Por Pablo Perantuono
Una vez más, los argentinos asistimos al despliegue de una de nuestras faenas culturales más arraigadas y excesivas: la construcción de una enorme catedral de ilusión mundialista, anhelo cuyo tamaño no se explica solo por el hecho de ser una nación adicta al fútbol y de contar, esta vez, con un equipo competitivo y con una estrella inigualable (Lionel Messi), sino también por nuestra vocación por concentrar en esas citas un potaje de ilusiones cercano a la desesperación, como si solo fuera posible la victoria para conservar no ya la felicidad, sino la pura existencia, como si no hubiera otra manera de atravesar esa experiencia si no es ardiendo de pasión.
Convergen para que esto ocurra una serie de factores colectivos e individuales que sería ocioso enumerar, por inaprensibles o relativos, imprecisos y hasta infinitos. Pero además de haber sido campeón dos veces y de contar con cracks legendarios, no hay duda de que ese comportamiento es un reflejo implacable de nuestro carácter como sociedad, como si todo el Mundial —desde el primer partido— fuera una epopeya agónica y sublime, un episodio dramático en el que todo vale, en el que solo se puede vivir “a lo Calamaro del 99”.
Racistas e hiperbólicos
Hace unos días, en el marco del relanzamiento de su disco doble Honestidad brutal, Andrés Calamaro, 23 años después, reflexionaba sobre la desmesura de aquel trabajo hemorrágico y excelso que bien puede sintetizarse en dos cifras relacionadas a él: 37 canciones grabadas en nueve apocalípticos meses; 57 kilos que terminó pesando al finalizarlo. En el medio, la peripecia sangrante de un artista en vena que solo podía atravesar el desierto quemándose la piel. Una exégesis de la pasión argentina, irracional e inolvidable.
Ese tipo de exageración individual y social, rayana con el disparate, se manifiesta hoy en la televisión, radio y plataformas locales, de la que emerge una cabalgata ingente de publicidades —no exentas de talento— que humedece nuestra cotidianidad y que inflama los corazones nacionales —nos pone “manija”—, convirtiendo a la selección de Scaloni en el unívoco tema nacional, por encima de la inflación o los desmanejos de la justicia.

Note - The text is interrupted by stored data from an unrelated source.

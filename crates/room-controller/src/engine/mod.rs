//! Opaque capability interface to the media-routing engine.
//!
//! The engine performs the actual RTP/ICE/DTLS work; this crate only
//! orchestrates the lifecycle of the objects it hands out. Everything the
//! engine returns is reached through object-safe async traits so the core
//! never depends on a concrete engine implementation (production worker or
//! the mock in `rc-test-utils`).
//!
//! # Close notification
//!
//! Every engine object exposes a [`CancellationToken`] via `closed()`. The
//! engine cancels it when the object dies, whether through an explicit
//! `close()` call or implicitly when a parent object (transport, router) is
//! torn down. Owners watch the token to mirror engine-side closure into
//! their own bookkeeping.
//!
//! # Opaque payloads
//!
//! RTP parameters, RTP capabilities, and DTLS parameters are negotiated
//! between clients and the engine. The core carries them as schema-free
//! JSON newtypes and never branches on their contents; validation belongs
//! to the protocol boundary.

use async_trait::async_trait;
use serde::{Deserialize, Serialize};
use std::fmt;
use std::sync::Arc;
use thiserror::Error;
use tokio_util::sync::CancellationToken;

/// Media kind of a producer or consumer.
#[derive(Debug, Clone, Copy, PartialEq, Eq, Serialize, Deserialize)]
#[serde(rename_all = "lowercase")]
pub enum MediaKind {
    /// Audio stream.
    Audio,
    /// Video stream.
    Video,
}

impl MediaKind {
    /// Returns the kind as a string for logging and metric labels.
    #[must_use]
    pub const fn as_str(&self) -> &'static str {
        match self {
            MediaKind::Audio => "audio",
            MediaKind::Video => "video",
        }
    }
}

impl fmt::Display for MediaKind {
    fn fmt(&self, f: &mut fmt::Formatter<'_>) -> fmt::Result {
        f.write_str(self.as_str())
    }
}

/// Direction of a transport relative to the peer that owns it.
#[derive(Debug, Clone, Copy, PartialEq, Eq, Serialize, Deserialize)]
#[serde(rename_all = "lowercase")]
pub enum TransportDirection {
    /// Peer sends media to the engine.
    Send,
    /// Peer receives media from the engine.
    Recv,
}

impl TransportDirection {
    /// Returns the direction as a string for logging.
    #[must_use]
    pub const fn as_str(&self) -> &'static str {
        match self {
            TransportDirection::Send => "send",
            TransportDirection::Recv => "recv",
        }
    }
}

impl fmt::Display for TransportDirection {
    fn fmt(&self, f: &mut fmt::Formatter<'_>) -> fmt::Result {
        f.write_str(self.as_str())
    }
}

/// Opaque RTP send/receive parameters supplied by a client.
#[derive(Debug, Clone, PartialEq, Serialize, Deserialize)]
pub struct RtpParameters(pub serde_json::Value);

/// Opaque RTP capability set (device or router side).
#[derive(Debug, Clone, PartialEq, Serialize, Deserialize)]
pub struct RtpCapabilities(pub serde_json::Value);

/// Opaque DTLS handshake parameters supplied by a client.
#[derive(Debug, Clone, PartialEq, Serialize, Deserialize)]
pub struct DtlsParameters(pub serde_json::Value);

/// Opaque transport parameters the engine hands back on transport creation
/// (ICE candidates, DTLS fingerprints, and whatever else the client needs).
#[derive(Debug, Clone, PartialEq, Serialize, Deserialize)]
pub struct TransportParameters(pub serde_json::Value);

/// Options for acquiring a router capability.
#[derive(Debug, Clone, Serialize)]
pub struct RouterOptions {
    /// Codec configuration the router negotiates with, as opaque JSON.
    pub media_codecs: Vec<serde_json::Value>,
}

/// Fully-merged settings for transport creation (caller options merged over
/// configured defaults, see `Config::transport_settings`).
#[derive(Debug, Clone, PartialEq, Serialize)]
pub struct TransportSettings {
    /// Local IP the transport listens on.
    pub listen_ip: String,
    /// Prefer UDP over TCP when both are available.
    pub prefer_udp: bool,
    /// Prefer TCP over UDP when both are available.
    pub prefer_tcp: bool,
    /// Initial available outgoing bitrate estimate, in bps.
    pub initial_available_outgoing_bitrate: u32,
    /// Minimum outgoing bitrate, in bps.
    pub min_outgoing_bitrate: u32,
    /// Maximum outgoing bitrate, in bps.
    pub max_outgoing_bitrate: u32,
}

/// Failure reported by the engine for a capability call.
///
/// The core propagates these unchanged; retry policy belongs to the caller.
#[derive(Debug, Clone, Error)]
pub enum EngineError {
    /// The engine rejected the request (bad parameters, closed object, ...).
    #[error("engine rejected request: {0}")]
    Rejected(String),

    /// The engine could not be reached or terminated mid-operation.
    #[error("engine unavailable: {0}")]
    Unavailable(String),
}

/// Entry point to the media engine: hands out router capabilities.
#[async_trait]
pub trait MediaEngine: Send + Sync {
    /// Acquire a new router with the given codec configuration.
    async fn create_router(&self, options: RouterOptions) -> Result<Arc<dyn Router>, EngineError>;
}

/// Per-room routing capability: negotiates codecs, creates transports, and
/// answers consumption compatibility checks.
#[async_trait]
pub trait Router: Send + Sync {
    /// Engine-assigned router id.
    fn id(&self) -> &str;

    /// The router's negotiated RTP capability set.
    fn rtp_capabilities(&self) -> RtpCapabilities;

    /// Whether a consumer with `rtp_capabilities` can consume the producer
    /// identified by `producer_id`. Incompatibility is an expected
    /// negotiation outcome, not a fault.
    fn can_consume(&self, producer_id: &str, rtp_capabilities: &RtpCapabilities) -> bool;

    /// Create a transport endpoint on this router.
    async fn create_transport(
        &self,
        direction: TransportDirection,
        settings: TransportSettings,
    ) -> Result<Arc<dyn Transport>, EngineError>;

    /// Release the router. Closes every transport it still owns.
    async fn close(&self) -> Result<(), EngineError>;
}

/// A network endpoint capability used to send or receive media.
#[async_trait]
pub trait Transport: Send + Sync {
    /// Engine-assigned transport id.
    fn id(&self) -> &str;

    /// Parameters the client needs to connect to this transport.
    fn remote_parameters(&self) -> TransportParameters;

    /// Token cancelled when the engine closes this transport.
    fn closed(&self) -> CancellationToken;

    /// Run the DTLS handshake with client-supplied parameters.
    async fn connect(&self, dtls_parameters: DtlsParameters) -> Result<(), EngineError>;

    /// Start producing media of `kind` over this transport.
    async fn produce(
        &self,
        kind: MediaKind,
        rtp_parameters: RtpParameters,
    ) -> Result<Arc<dyn Producer>, EngineError>;

    /// Create a consumer for `producer_id` over this transport.
    ///
    /// The consumer is created **paused**; the caller resumes it once its
    /// own bookkeeping is in place.
    async fn consume(
        &self,
        producer_id: &str,
        rtp_capabilities: &RtpCapabilities,
    ) -> Result<Arc<dyn Consumer>, EngineError>;

    /// Close the transport.
    async fn close(&self) -> Result<(), EngineError>;
}

/// An outbound media stream owned by a peer.
#[async_trait]
pub trait Producer: Send + Sync {
    /// Engine-assigned producer id.
    fn id(&self) -> &str;

    /// Media kind of the stream.
    fn kind(&self) -> MediaKind;

    /// Token cancelled when the engine closes this producer.
    fn closed(&self) -> CancellationToken;

    /// Close the producer.
    async fn close(&self) -> Result<(), EngineError>;
}

/// An inbound subscription to some producer's media.
#[async_trait]
pub trait Consumer: Send + Sync {
    /// Engine-assigned consumer id.
    fn id(&self) -> &str;

    /// Id of the producer this consumer subscribes to. This is a lookup
    /// key, not an ownership edge; the producer may belong to another peer.
    fn producer_id(&self) -> &str;

    /// Media kind of the stream.
    fn kind(&self) -> MediaKind;

    /// RTP parameters the engine negotiated for this consumer.
    fn rtp_parameters(&self) -> RtpParameters;

    /// Token cancelled when the engine closes this consumer.
    fn closed(&self) -> CancellationToken;

    /// Resume a paused consumer.
    async fn resume(&self) -> Result<(), EngineError>;

    /// Close the consumer.
    async fn close(&self) -> Result<(), EngineError>;
}

#[cfg(test)]
#[allow(clippy::unwrap_used, clippy::expect_used)]
mod tests {
    use super::*;

    #[test]
    fn test_media_kind_as_str() {
        assert_eq!(MediaKind::Audio.as_str(), "audio");
        assert_eq!(MediaKind::Video.as_str(), "video");
    }

    #[test]
    fn test_transport_direction_as_str() {
        assert_eq!(TransportDirection::Send.as_str(), "send");
        assert_eq!(TransportDirection::Recv.as_str(), "recv");
    }

    #[test]
    fn test_media_kind_serde_lowercase() {
        let json = serde_json::to_string(&MediaKind::Audio).unwrap();
        assert_eq!(json, "\"audio\"");

        let kind: MediaKind = serde_json::from_str("\"video\"").unwrap();
        assert_eq!(kind, MediaKind::Video);
    }

    #[test]
    fn test_opaque_payloads_round_trip() {
        let params = RtpParameters(serde_json::json!({ "codecs": [], "mid": "0" }));
        let json = serde_json::to_string(&params).unwrap();
        let back: RtpParameters = serde_json::from_str(&json).unwrap();
        assert_eq!(params, back);
    }

    #[test]
    fn test_engine_error_display() {
        assert_eq!(
            format!("{}", EngineError::Rejected("bad dtls role".to_string())),
            "engine rejected request: bad dtls role"
        );
        assert_eq!(
            format!("{}", EngineError::Unavailable("worker died".to_string())),
            "engine unavailable: worker died"
        );
    }
}
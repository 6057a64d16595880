//! `RegistryActor` - singleton actor owning every room.
//!
//! The registry is the entry point to the actor tree. It:
//! - Creates rooms, acquiring a router capability from the engine first
//! - Serializes room creation, so duplicate ids and capacity checks race
//!   with nothing
//! - Forwards room events onto the external control channel, tagged with
//!   the room id
//! - Drives graceful shutdown, draining every room before stopping
//!
//! The handle also carries the cross-level convenience operations (peer and
//! resource commands addressed by room and peer id); those chain through
//! the room and peer handles without occupying the registry mailbox beyond
//! the initial lookup.

use crate::config::{Config, RoomOptions, WebRtcTransportOptions};
use crate::engine::{
    DtlsParameters, MediaEngine, MediaKind, RtpCapabilities, RtpParameters, TransportDirection,
};
use crate::errors::RcError;

use super::events::{spawn_room_forwarder, ControlEvent};
use super::messages::{
    ConsumerInfo, PeerInfo, ProducerInfo, RegistryMessage, RegistryStatus, RoomInfo,
    TransportInfo,
};
use super::metrics::{ActorMetrics, ActorType, MailboxMonitor};
use super::room::{RoomActor, RoomActorHandle};

use std::collections::HashMap;
use std::sync::Arc;
use std::time::Duration;
use tokio::sync::{mpsc, oneshot};
use tokio::task::JoinHandle;
use tokio_util::sync::CancellationToken;
use tracing::{debug, info, instrument, warn};

/// Default channel buffer size for the registry mailbox.
const REGISTRY_CHANNEL_BUFFER: usize = 1000;

/// Buffer size for the external control event channel.
const CONTROL_EVENT_BUFFER: usize = 1024;

/// Buffer size for each room's event channel.
const ROOM_EVENT_BUFFER: usize = 512;

/// Maximum time to wait for a room actor to finish during teardown.
const ROOM_JOIN_TIMEOUT: Duration = Duration::from_secs(10);

/// Interval between room health checks.
const HEALTH_CHECK_INTERVAL: Duration = Duration::from_secs(30);

/// Handle to the `RegistryActor`.
#[derive(Clone, Debug)]
pub struct RegistryHandle {
    sender: mpsc::Sender<RegistryMessage>,
    cancel_token: CancellationToken,
}
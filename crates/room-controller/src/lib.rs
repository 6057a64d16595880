//! Room controller: the control plane of an SFU media server.
//!
//! Orchestrates the lifecycle of rooms, peers, and the media resources
//! (transports, producers, consumers) acquired for them from an opaque
//! media engine. The engine does the actual packet work; this crate owns
//! the bookkeeping, command surface, and event surface above it.
//!
//! # Architecture
//!
//! ```text
//! RegistryActor (singleton)
//!   └── RoomActor (one per room, holds a Router)
//!         └── PeerActor (one per peer, holds Transports/Producers/Consumers)
//! ```
//!
//! Each level is an actor with a private mailbox. Commands flow down the
//! tree through handles; lifecycle events flow up through per-child
//! forwarder tasks that tag each event with its origin, so the external
//! channel returned by [`RegistryHandle::new`] carries fully-addressed
//! events.
//!
//! # Example
//!
//! ```no_run
//! use room_controller::{Config, RegistryHandle, RoomOptions};
//! use room_controller::actors::metrics::ActorMetrics;
//! use std::sync::Arc;
//!
//! # async fn run(engine: Arc<dyn room_controller::engine::MediaEngine>) -> Result<(), room_controller::RcError> {
//! let config = Arc::new(Config::from_env().map_err(|e| room_controller::RcError::Internal(e.to_string()))?);
//! let (registry, mut events) = RegistryHandle::new(engine, config, ActorMetrics::new());
//!
//! registry.create_room("room-1".to_string(), RoomOptions::default()).await?;
//! registry.add_peer("room-1".to_string(), "peer-1".to_string()).await?;
//!
//! while let Some(event) = events.recv().await {
//!     println!("{event:?}");
//! }
//! # Ok(())
//! # }
//! ```

pub mod actors;
pub mod config;
pub mod engine;
pub mod errors;

pub use actors::events::{ControlEvent, PeerEvent, RoomEvent};
pub use actors::messages::{
    ConsumerInfo, PeerInfo, ProducerInfo, RegistryStatus, RoomInfo, TransportInfo,
};
pub use actors::registry::RegistryHandle;
pub use config::{Config, ConfigError, RoomOptions, WebRtcTransportOptions};
pub use engine::{MediaKind, TransportDirection};
pub use errors::RcError;
//! Message types for actor communication.
//!
//! All inter-actor communication uses strongly-typed message passing via
//! `tokio::sync::mpsc`. Request-reply patterns use `tokio::sync::oneshot`.
//!
//! Strict lookups (`Get*`) answer with `Err(RcError::*NotFound)` for missing
//! ids; safe lookups (`Find*`) answer with `None`. Both read the same map.

use crate::config::{RoomOptions, WebRtcTransportOptions};
use crate::engine::{
    DtlsParameters, MediaKind, RtpCapabilities, RtpParameters, TransportDirection,
    TransportParameters,
};
use crate::errors::RcError;

use super::peer::PeerActorHandle;
use super::room::RoomActorHandle;

use serde::Serialize;
use tokio::sync::oneshot;

/// Messages sent to the `RegistryActor`.
#[derive(Debug)]
pub enum RegistryMessage {
    /// Create a new room with the given id and options.
    CreateRoom {
        room_id: String,
        options: RoomOptions,
        /// Response channel for the room snapshot or error.
        respond_to: oneshot::Sender<Result<RoomInfo, RcError>>,
    },

    /// Close a room, cascading through all of its peers.
    CloseRoom {
        room_id: String,
        /// Response channel for confirmation.
        respond_to: oneshot::Sender<Result<(), RcError>>,
    },

    /// Strict lookup of a room actor handle.
    GetRoom {
        room_id: String,
        respond_to: oneshot::Sender<Result<RoomActorHandle, RcError>>,
    },

    /// Safe lookup of a room actor handle.
    FindRoom {
        room_id: String,
        respond_to: oneshot::Sender<Option<RoomActorHandle>>,
    },

    /// Snapshots of every live room. Rooms that fail to answer are
    /// omitted rather than failing the whole projection.
    GetAllRooms {
        respond_to: oneshot::Sender<Vec<RoomInfo>>,
    },

    /// Current registry status (for health checks).
    GetStatus {
        respond_to: oneshot::Sender<RegistryStatus>,
    },

    /// Initiate graceful shutdown.
    Shutdown {
        respond_to: oneshot::Sender<Result<(), RcError>>,
    },
}

/// Messages sent to a `RoomActor`.
#[derive(Debug)]
pub enum RoomMessage {
    /// Add a peer to this room.
    AddPeer {
        peer_id: String,
        /// Response channel for the peer snapshot or error.
        respond_to: oneshot::Sender<Result<PeerInfo, RcError>>,
    },

    /// Remove a peer, cascading through all of its resources.
    RemovePeer {
        peer_id: String,
        respond_to: oneshot::Sender<Result<(), RcError>>,
    },

    /// Strict lookup of a peer actor handle.
    GetPeer {
        peer_id: String,
        respond_to: oneshot::Sender<Result<PeerActorHandle, RcError>>,
    },

    /// Safe lookup of a peer actor handle.
    FindPeer {
        peer_id: String,
        respond_to: oneshot::Sender<Option<PeerActorHandle>>,
    },

    /// The router's negotiated RTP capability set.
    RtpCapabilities {
        respond_to: oneshot::Sender<Result<RtpCapabilities, RcError>>,
    },

    /// Point-in-time snapshot of the room and its peers.
    GetInfo {
        respond_to: oneshot::Sender<RoomInfo>,
    },

    /// Close the room: all peers first, then the router.
    Close {
        respond_to: oneshot::Sender<Result<(), RcError>>,
    },
}

/// Messages sent to a `PeerActor`.
#[derive(Debug)]
pub enum PeerMessage {
    /// Create a transport on the room's router.
    CreateTransport {
        direction: TransportDirection,
        options: WebRtcTransportOptions,
        respond_to: oneshot::Sender<Result<TransportInfo, RcError>>,
    },

    /// Forward DTLS parameters to an existing transport.
    ConnectTransport {
        transport_id: String,
        dtls_parameters: DtlsParameters,
        respond_to: oneshot::Sender<Result<(), RcError>>,
    },

    /// Start producing media over an existing transport.
    CreateProducer {
        transport_id: String,
        kind: MediaKind,
        rtp_parameters: RtpParameters,
        respond_to: oneshot::Sender<Result<ProducerInfo, RcError>>,
    },

    /// Consume a producer over an existing transport. Answers `Ok(None)`
    /// when the router reports the capabilities as incompatible.
    CreateConsumer {
        transport_id: String,
        producer_id: String,
        rtp_capabilities: RtpCapabilities,
        respond_to: oneshot::Sender<Result<Option<ConsumerInfo>, RcError>>,
    },

    /// Explicitly close a producer.
    CloseProducer {
        producer_id: String,
        respond_to: oneshot::Sender<Result<(), RcError>>,
    },

    /// Explicitly close a consumer.
    CloseConsumer {
        consumer_id: String,
        respond_to: oneshot::Sender<Result<(), RcError>>,
    },

    /// Strict lookup of a transport snapshot.
    GetTransport {
        transport_id: String,
        respond_to: oneshot::Sender<Result<TransportInfo, RcError>>,
    },

    /// Safe lookup of a transport snapshot.
    FindTransport {
        transport_id: String,
        respond_to: oneshot::Sender<Option<TransportInfo>>,
    },

    /// Strict lookup of a producer snapshot.
    GetProducer {
        producer_id: String,
        respond_to: oneshot::Sender<Result<ProducerInfo, RcError>>,
    },

    /// Safe lookup of a producer snapshot.
    FindProducer {
        producer_id: String,
        respond_to: oneshot::Sender<Option<ProducerInfo>>,
    },

    /// Strict lookup of a consumer snapshot.
    GetConsumer {
        consumer_id: String,
        respond_to: oneshot::Sender<Result<ConsumerInfo, RcError>>,
    },

    /// Safe lookup of a consumer snapshot.
    FindConsumer {
        consumer_id: String,
        respond_to: oneshot::Sender<Option<ConsumerInfo>>,
    },

    /// Point-in-time snapshot of the peer's resources.
    GetSnapshot {
        respond_to: oneshot::Sender<PeerInfo>,
    },

    /// Close the peer: consumers, then producers, then transports.
    Close {
        respond_to: oneshot::Sender<Result<(), RcError>>,
    },

    /// The engine signalled closure of a resource this peer owns. No reply;
    /// a no-op if the resource was already removed by an explicit close.
    EngineClosed { kind: ResourceKind, id: String },
}

/// Kind of a peer-owned resource, for engine close notifications and logs.
#[derive(Debug, Clone, Copy, PartialEq, Eq)]
pub enum ResourceKind {
    Transport,
    Producer,
    Consumer,
}

impl ResourceKind {
    /// Returns the kind as a string for logging.
    #[must_use]
    pub const fn as_str(&self) -> &'static str {
        match self {
            ResourceKind::Transport => "transport",
            ResourceKind::Producer => "producer",
            ResourceKind::Consumer => "consumer",
        }
    }
}

// ----------------------------------------------------------------------------
// Snapshot types
// ----------------------------------------------------------------------------

/// Snapshot of a transport owned by a peer.
#[derive(Debug, Clone, Serialize)]
pub struct TransportInfo {
    /// Engine-assigned transport id.
    pub transport_id: String,
    /// Transport direction.
    pub direction: TransportDirection,
    /// Parameters the client needs to connect (ICE/DTLS blob).
    pub parameters: TransportParameters,
}

/// Snapshot of a producer owned by a peer.
#[derive(Debug, Clone, Serialize)]
pub struct ProducerInfo {
    /// Engine-assigned producer id.
    pub producer_id: String,
    /// Transport the producer runs over.
    pub transport_id: String,
    /// Media kind.
    pub kind: MediaKind,
}

/// Snapshot of a consumer owned by a peer.
#[derive(Debug, Clone, Serialize)]
pub struct ConsumerInfo {
    /// Engine-assigned consumer id.
    pub consumer_id: String,
    /// Producer this consumer subscribes to (may belong to another peer).
    pub producer_id: String,
    /// Transport the consumer runs over.
    pub transport_id: String,
    /// Media kind.
    pub kind: MediaKind,
    /// RTP parameters the engine negotiated for this consumer.
    pub rtp_parameters: RtpParameters,
}

/// Snapshot of a peer and everything it owns.
#[derive(Debug, Clone, Serialize)]
pub struct PeerInfo {
    /// Peer id (unique within its room).
    pub peer_id: String,
    /// Transports owned by this peer.
    pub transports: Vec<TransportInfo>,
    /// Producers owned by this peer.
    pub producers: Vec<ProducerInfo>,
    /// Consumers owned by this peer.
    pub consumers: Vec<ConsumerInfo>,
}

/// Snapshot of a room and its peers.
#[derive(Debug, Clone, Serialize)]
pub struct RoomInfo {
    /// Room id (unique within the registry).
    pub room_id: String,
    /// Room creation timestamp (unix seconds).
    pub created_at: i64,
    /// Peers currently in the room.
    pub peers: Vec<PeerInfo>,
}

/// Status of the `RegistryActor` (for health checks).
#[derive(Debug, Clone, Serialize)]
pub struct RegistryStatus {
    /// Total live rooms.
    pub room_count: usize,
    /// Total live peers across all rooms.
    pub peer_count: usize,
    /// Whether the registry is draining.
    pub is_draining: bool,
    /// Current registry mailbox depth.
    pub mailbox_depth: usize,
}

#[cfg(test)]
#[allow(clippy::unwrap_used, clippy::expect_used, clippy::indexing_slicing)]
mod tests {
    use super::*;
    use serde_json::json;

    #[test]
    fn test_resource_kind_as_str() {
        assert_eq!(ResourceKind::Transport.as_str(), "transport");
        assert_eq!(ResourceKind::Producer.as_str(), "producer");
        assert_eq!(ResourceKind::Consumer.as_str(), "consumer");
    }

    #[test]
    fn test_peer_info_serializes() {
        let info = PeerInfo {
            peer_id: "p1".to_string(),
            transports: vec![TransportInfo {
                transport_id: "t1".to_string(),
                direction: TransportDirection::Send,
                parameters: TransportParameters(json!({ "iceCandidates": [] })),
            }],
            producers: vec![],
            consumers: vec![],
        };

        let value = serde_json::to_value(&info).unwrap();
        assert_eq!(value["peer_id"], "p1");
        assert_eq!(value["transports"][0]["direction"], "send");
    }

    #[test]
    fn test_room_info_clone() {
        let info = RoomInfo {
            room_id: "r1".to_string(),
            created_at: 0,
            peers: vec![],
        };
        let cloned = info.clone();
        assert_eq!(info.room_id, cloned.room_id);
    }
}
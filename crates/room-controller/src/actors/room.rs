//! `RoomActor` - per-room actor owning a router capability and peer actors.
//!
//! Each `RoomActor`:
//! - Holds the router capability acquired for it at creation time
//! - Admits and removes peers, serialized through its mailbox
//! - Forwards peer events onto its own channel, tagged with the peer id
//! - Releases the router last during teardown, after every peer is gone
//!
//! # Lifecycle
//!
//! 1. Spawned by the registry after router acquisition succeeds
//! 2. Runs until closed explicitly or cancelled via the registry's child token
//! 3. Teardown closes peers first, then the router, then emits `Closed`

use crate::config::Config;
use crate::engine::{Router, RtpCapabilities};
use crate::errors::RcError;

use super::events::{spawn_peer_forwarder, RoomEvent};
use super::messages::{PeerInfo, RoomInfo, RoomMessage};
use super::metrics::{ActorMetrics, ActorType, MailboxMonitor};
use super::peer::{PeerActor, PeerActorHandle};

use std::collections::HashMap;
use std::sync::Arc;
use std::time::Duration;
use tokio::sync::{mpsc, oneshot};
use tokio::task::JoinHandle;
use tokio_util::sync::CancellationToken;
use tracing::{debug, info, instrument, warn};

/// Default channel buffer size for the room mailbox.
const ROOM_CHANNEL_BUFFER: usize = 500;

/// Buffer size for each peer's event channel.
const PEER_EVENT_BUFFER: usize = 256;

/// Maximum time to wait for a peer actor to finish during teardown.
const PEER_JOIN_TIMEOUT: Duration = Duration::from_secs(5);

/// Handle to a `RoomActor`.
#[derive(Clone, Debug)]
pub struct RoomActorHandle {
    sender: mpsc::Sender<RoomMessage>,
    cancel_token: CancellationToken,
    room_id: String,
}

impl RoomActorHandle {
    /// Get the room ID.
    #[must_use]
    pub fn room_id(&self) -> &str {
        &self.room_id
    }

    /// Add a peer to the room.
    pub async fn add_peer(&self, peer_id: String) -> Result<PeerInfo, RcError> {
        let (tx, rx) = oneshot::channel();
        self.sender
            .send(RoomMessage::AddPeer {
                peer_id,
                respond_to: tx,
            })
            .await
            .map_err(|e| RcError::Internal(format!("channel send failed: {e}")))?;

        rx.await
            .map_err(|e| RcError::Internal(format!("response receive failed: {e}")))?
    }

    /// Remove a peer, tearing down everything it owns.
    pub async fn remove_peer(&self, peer_id: String) -> Result<(), RcError> {
        let (tx, rx) = oneshot::channel();
        self.sender
            .send(RoomMessage::RemovePeer {
                peer_id,
                respond_to: tx,
            })
            .await
            .map_err(|e| RcError::Internal(format!("channel send failed: {e}")))?;

        rx.await
            .map_err(|e| RcError::Internal(format!("response receive failed: {e}")))?
    }

    /// Strict peer lookup.
    pub async fn get_peer(&self, peer_id: String) -> Result<PeerActorHandle, RcError> {
        let (tx, rx) = oneshot::channel();
        self.sender
            .send(RoomMessage::GetPeer {
                peer_id,
                respond_to: tx,
            })
            .await
            .map_err(|e| RcError::Internal(format!("channel send failed: {e}")))?;

        rx.await
            .map_err(|e| RcError::Internal(format!("response receive failed: {e}")))?
    }

    /// Safe peer lookup. Channel failures degrade to `None`.
    pub async fn find_peer(&self, peer_id: String) -> Option<PeerActorHandle> {
        let (tx, rx) = oneshot::channel();
        self.sender
            .send(RoomMessage::FindPeer {
                peer_id,
                respond_to: tx,
            })
            .await
            .ok()?;

        rx.await.ok().flatten()
    }

    /// The router's negotiated RTP capability set.
    pub async fn rtp_capabilities(&self) -> Result<RtpCapabilities, RcError> {
        let (tx, rx) = oneshot::channel();
        self.sender
            .send(RoomMessage::RtpCapabilities { respond_to: tx })
            .await
            .map_err(|e| RcError::Internal(format!("channel send failed: {e}")))?;

        rx.await
            .map_err(|e| RcError::Internal(format!("response receive failed: {e}")))?
    }

    /// Point-in-time snapshot of the room and its peers.
    pub async fn info(&self) -> Result<RoomInfo, RcError> {
        let (tx, rx) = oneshot::channel();
        self.sender
            .send(RoomMessage::GetInfo { respond_to: tx })
            .await
            .map_err(|e| RcError::Internal(format!("channel send failed: {e}")))?;

        rx.await
            .map_err(|e| RcError::Internal(format!("response receive failed: {e}")))
    }

    /// Close the room, tearing down every peer and releasing the router.
    pub async fn close(&self) -> Result<(), RcError> {
        let (tx, rx) = oneshot::channel();
        self.sender
            .send(RoomMessage::Close { respond_to: tx })
            .await
            .map_err(|e| RcError::Internal(format!("channel send failed: {e}")))?;

        rx.await
            .map_err(|e| RcError::Internal(format!("response receive failed: {e}")))?
    }

    /// Cancel the room actor.
    pub fn cancel(&self) {
        self.cancel_token.cancel();
    }

    /// Check if the actor is cancelled.
    #[must_use]
    pub fn is_cancelled(&self) -> bool {
        self.cancel_token.is_cancelled()
    }
}

/// A peer tracked by the room.
struct ManagedPeer {
    handle: PeerActorHandle,
    task_handle: JoinHandle<()>,
    /// Task relaying the peer's events onto the room's channel.
    forwarder: JoinHandle<()>,
}

/// The `RoomActor` implementation.
pub struct RoomActor {
    /// Room ID.
    room_id: String,
    /// Message receiver.
    receiver: mpsc::Receiver<RoomMessage>,
    /// Cancellation token (child of the registry's token).
    cancel_token: CancellationToken,
    /// Router capability. Released (taken) during teardown.
    router: Option<Arc<dyn Router>>,
    /// Peers in the room, by peer id.
    peers: HashMap<String, ManagedPeer>,
    /// Room creation timestamp (unix seconds).
    created_at: i64,
    /// Whether the room has been torn down.
    is_closed: bool,
    /// Shared configuration.
    config: Arc<Config>,
    /// Shared metrics.
    metrics: Arc<ActorMetrics>,
    /// Mailbox monitor.
    mailbox: MailboxMonitor,
    /// Event channel to the registry's forwarder.
    events: mpsc::Sender<RoomEvent>,
}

Nada importa al momento de rodar la pelota. No importa la crisis económica, siempre interpretada como terminal o abrumadora tanto puertas adentro como en el exterior, a esta altura casi una forma de vida en la Argentina. Sorprende desde afuera, claro, que viajen, según la AFIP (el ente recaudador de impuestos), cerca de 40.000 argentinos a Qatar, un destino que no es de los más económicos, ni de los más cómodos. Sin embargo, allí estará el público argentino para conformar, muy probablemente, la hinchada más numerosa e intensa, a caballo de sus cantos ingeniosos, racistas e hiperbólicos.
Fue apenas un error
Pero, además de la crisis económica, al momento de viajar tampoco importa —menos aún— que Qatar sea un país medieval en términos de libertades individuales —sobre todo, para mujeres y minorías—, y que haya sido designada sede en 2010 cuando en aquel entonces rankeaba en el último lugar como candidato, en una elección arbitraria y poco limpia, sospechada de haber ocurrido como consecuencia de retornos a los altos directivos de las federaciones nacionales que conforman el Comité Ejecutivo de la FIFA. Esa dudosa designación, sumada a su historial de decisiones antojadizas, disparó el FIFAgate, la rocambolesca investigación iniciada por el FBI —recordemos que Estados Unidos era candidato a ser sede y perdió—, y que terminó con varios dirigentes de América Latina y del Tercer Mundo expulsados del paraíso de la organización. De todas formas, aun cuando quedaron bajo sospecha los manejos turbios de la FIFA, el escándalo no alcanzó para revocar la elección de Qatar, como tampoco alcanzó para desplazar a los directivos de las naciones europeas, algunos de ellos sospechados de corrupción y de haber vendido su voto. En una entrevista reciente a un medio de su país, el expresidente de la FIFA, el suizo Jossep Blater, que debió renunciar como consecuencia de esa investigación, dijo que la elección de Qatar había sido un error. Si bien sorprendió al mundo, ese tipo de declaraciones de Blatter no fueron reveladoras, ya que el suizo siempre se opuso a la elección del país árabe como sede.